So for now it was the five towering stone pillars dominating the room that grabbed Ben’s attention. They were arranged in the same pattern as the dots on a dice or a domino. At the top of the two columns nearest Ben, there rested duplicate pairs of oversized stone babies with angel wings. They looked like they’d scoffed a few rusks too many. Nothing crowned
the
pillar in the centre, nor the one behind it to the left. But the final column supported four of the ugly statues, crowded together with their backs to any onlookers, like they were up to something. The overall effect of the design left Ben feeling strangely uncomfortable. There was no logic to it. Modern art, he supposed.

It seemed the others agreed. ‘This is different,’ said Joiks, without much enthusiasm.

‘This stinks,’ Roba said more succinctly, and Tovel nodded.

Creben stayed quiet, just walked about and shone his torch diligently into the five corners of the chamber. ‘Nothing,’ he announced. Then he stopped dead, staring over Ben’s shoulder.

Ben spun round in alarm, but while his eyes scanned the wall behind the hanging glass tapestry, he could see nothing untoward.

‘Look,’ Creben urged the others.

It finally hit Ben.

‘The tunnel,’ he breathed. ‘It’s gone!’

Roba folded his arms, with the air of someone not about to fall for a joke. ‘How can a tunnel go anywhere?’

Ben walked up to the wall. It looked solid, and when he kicked it, he knew for sure. ‘Search me, mate. But it ain’t where we came through.’

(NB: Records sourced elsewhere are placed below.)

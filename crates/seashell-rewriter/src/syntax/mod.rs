//! Lexing and parsing for the scripting-language subset.
//!
//! - [`token`] — token kinds and the two-channel token stream
//! - [`lexer`] — hand-written byte-based lexer, trivia kept as hidden tokens
//! - [`ast`] — tree nodes carrying token-range spans
//! - [`parser`] — recursive-descent parser, fails on the first error

pub mod ast;
pub mod lexer;
pub mod parser;
pub mod token;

‘We must’ve come through that one,’ Roba said, pointing to the tunnel they could all see. ‘We just lost our bearings.’

‘Uh-huh. Thanks for that, Roba,’ said Tovel dryly.

‘It was here,’ Joiks murmured.

Creben nodded. ‘It must be some kind of secret passageway, one that can’t be detected from this side of the wall. These doorways could be littered all over the place.’

‘Great,’ said Ben sourly. ‘So our little search won’t be over till we’ve accidentally gone through every one of them.’

Creben shook his head. ‘I imagine we’ll have reached our destination long before then.’

‘Always there with a cheery thought, ain’t you.’

‘We’ll just have to look harder in the places we
can
see,’ said Tovel decisively. ‘Starting here.’

Even as Tovel spoke, Ben noticed with a jolt some dark fleeting movement on the pillar behind him. ‘What’s that?’

Tovel protested mildly as Ben shoved him aside. A thin black trail had appeared on the pillar. It stretched vertically down from top to bottom, where it resolved itself into a sticky liquid pooling round his boots.

‘Blood out of a stone,’ he murmured nervously, while Tovel just swore in disbelief.

‘Where’s it coming from?’ Creben demanded, unholstering his gun. The others followed suit.

‘Up there,’ said Tovel.

Ben took a few steps back and several shaky breaths. Whatever was at the top of the column, spilling blood, it was obscured by the huddle of statues crouched over it.

‘If we want to see what’s bleeding,’ Ben said grimly, ‘we’re gonna have to climb for it.’

Joiks laughed briefly. ‘You’re crazy.’

‘You volunteering?’ Roba said expectantly as he knitted his huge fingers together into a makeshift stirrup.

Ben looked round anxiously. ‘Well…’

‘We’ve got to know what’s there, after all,’ Creben said mildly.

‘He’s right,’ said Tovel with the faintest of smiles. ‘Reckon you can make it?’

So, it was time to earn his place with the boys again. Fair enough. The column was broad, but there were occasional chips and ridges that could give him footholds.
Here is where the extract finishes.